От подъезда они расходились в разные стороны, девочки неслись налево, через дворы Толстовского дома на Фонтанку, Ольга Алексеевна выходила из двора и шла направо, к остановке троллейбуса у Пяти углов. На троллейбусе от Пяти углов до Технологического института пять минут.
Пять углов, пять минут… пять минут до Пяти углов и пять минут в троллейбусе всегда было временем, которое она в буквальном смысле тратила на себя, не планировала лекцию, не думала о муже и о девочках, просто плыла в приятном ощущении своей нужности людям, значимости своей жизни — ранним утром она едет на работу, в аудитории ее ждут больше ста человек…
Сейчас Ольга Алексеевна тоже тратила это время на себя — ругала себя, обвиняла, оправдывалась перед собой и сама себя не прощала. Она не справляется с взятыми на себя обязательствами. Девочка напряжена, живет, как будто она не очень желанная гостья. Прежде чем войти в гостиную или на кухню, стучит в дверь, и в дверь детской стучит — можно войти? Она объясняла: «Ты не должна стучать к девочкам, ты тоже здесь живешь», и как от стенки горох…

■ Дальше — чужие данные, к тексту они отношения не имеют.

//! Resource handles over [`DataSync`]. Each names its endpoints, cache keys
//! and the keys its writes make stale.

mod auth;
mod dishes;
mod restaurants;
mod socials;

pub use auth::Auth;
pub use dishes::{Dishes, DEFAULT_RECOMMENDATION_LIMIT};
pub use restaurants::Restaurants;
pub use socials::Socials;

use serde::de::IgnoredAny;

use crate::{
    data_sync::{DataSync, MutationRequest},
    error::ClientError,
    validation::Validation,
};

/// Validates, then sends a write whose response body is not needed.
async fn checked_write(
    sync: &DataSync,
    validation: Validation,
    mutation: MutationRequest,
) -> Result<(), ClientError> {
    validation?;
    sync.mutate::<IgnoredAny>(mutation).await?;
    Ok(())
}
use shared::{
    domain::RestaurantId,
    protocol::{CreateRestaurantBody, Dish, Restaurant},
};
use tracing::info;

use super::checked_write;
use crate::{
    data_sync::{DataSync, MutationRequest},
    error::{ClientError, RemoteError},
    keys,
    map::LatLng,
    query_cache::QueryOptions,
    transport::ApiRequest,
    validation::validate_restaurant,
};

pub struct Restaurants<'a> {
    sync: &'a DataSync,
}

impl<'a> Restaurants<'a> {
    pub(crate) fn new(sync: &'a DataSync) -> Self {
        Self { sync }
    }

    pub async fn detail(&self, restaurant_id: &RestaurantId) -> Result<Restaurant, RemoteError> {
        self.sync
            .query(
                keys::restaurant_detail(restaurant_id),
                ApiRequest::get(format!("v1/restaurants/{restaurant_id}")),
                QueryOptions::default(),
            )
            .await
    }

    pub async fn menu(&self, restaurant_id: &RestaurantId) -> Result<Vec<Dish>, RemoteError> {
        self.sync
            .query(
                keys::restaurant_menu(restaurant_id),
                ApiRequest::get(format!("v1/restaurants/{restaurant_id}/dishes")),
                QueryOptions::default(),
            )
            .await
    }

    pub async fn nearby(&self, position: LatLng) -> Result<Vec<Restaurant>, RemoteError> {
        let request = ApiRequest::get("v1/restaurants/nearby")
            .query("lat", position.lat)
            .query("lng", position.lng);
        self.sync
            .query(
                keys::restaurants_nearby(position),
                request,
                QueryOptions::default(),
            )
            .await
    }

    /// Restaurants owned by the signed-in head user.
    pub async fn managed(&self) -> Result<Vec<Restaurant>, RemoteError> {
        self.sync
            .query(
                keys::head_restaurants(),
                ApiRequest::get("v1/head/restaurants"),
                QueryOptions::default(),
            )
            .await
    }

    /// The response body is ignored; the managed list is refetched instead.
    pub async fn create(&self, body: &CreateRestaurantBody) -> Result<(), ClientError> {
        info!(name = %body.name, "api: creating restaurant");
        let request = ApiRequest::post("v1/head/restaurants").json(body)?;
        checked_write(
            self.sync,
            validate_restaurant(body),
            MutationRequest::new(request).invalidates(keys::head_restaurants()),
        )
        .await
    }
}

…Ольга Алексеевна не глупая, не злая… почему-то все ее достоинства начинаются с «не». Зато Ольга Алексеевна обладала редкой чертой — в отличие от большинства людей она свои недостатки знала: она не теплая, не из тех, кто может от души ребенка приветить.
Она неплохой человек, с пониманием, ответственностью — подошла к Нине как к конспекту лекции, составила план, тезисы… Но не получается. Все, что она делает, отталкивает Нину. Все хорошее, что хотела сделать, не доводит до конца. Не показала домашнюю технику, не сходила вместе с Ниной купить одежду — забежала во Фрунзенский универмаг, похватала что-то с прилавков. Что-то оказалось велико, что-то мало, и все ужасное, и вышла неловкость, — Алена с Аришей одеты в красивое, импортное, а Нина в советское, некрасивое.
Со школой для Нины Ольга Алексеевна намеренно не торопилась: решила дать ей время привыкнуть к дому, к девочкам, к ней самой. Думала, уж как-нибудь изыщет возможность побыть с Ниной вдвоем, познакомиться поближе, узнать друг друга и… и так далее. Но нет времени, категорически нет времени! Сессия — экзамены, консультации, курсовики, лекции в Университете марксизма-ленинизма никто не отменял… Пусть уж Нина отправляется в школу поскорей, жизнь войдет в свою колею.
С понедельника Нина пойдет в школу. Ольга Алексеевна отдала Нину в тот же класс, где учатся девочки. Ольга Алексеевна еще раз объяснила всем троим — в школе никаких разговоров об удочерении.
Ариша кивнула, а Алена презрительно дернула плечом.
— Глупо! Так не бывает, чтобы лгать в глаза, придумывать какую-то чушь, а люди верят!
Ольга Алексеевна задумалась. Как объяснить девочкам — верят люди или нет, не имеет значения. Важно заставить людей вести себя так, будто они верят. Как объяснить девочкам, что от частого повторения ложь становится полуправдой, а затем правдой? Как объяснить девочкам — чем абсурдней ложь, тем с большим уважением к этой лжи относятся?.. Слишком сложно, они еще маленькие.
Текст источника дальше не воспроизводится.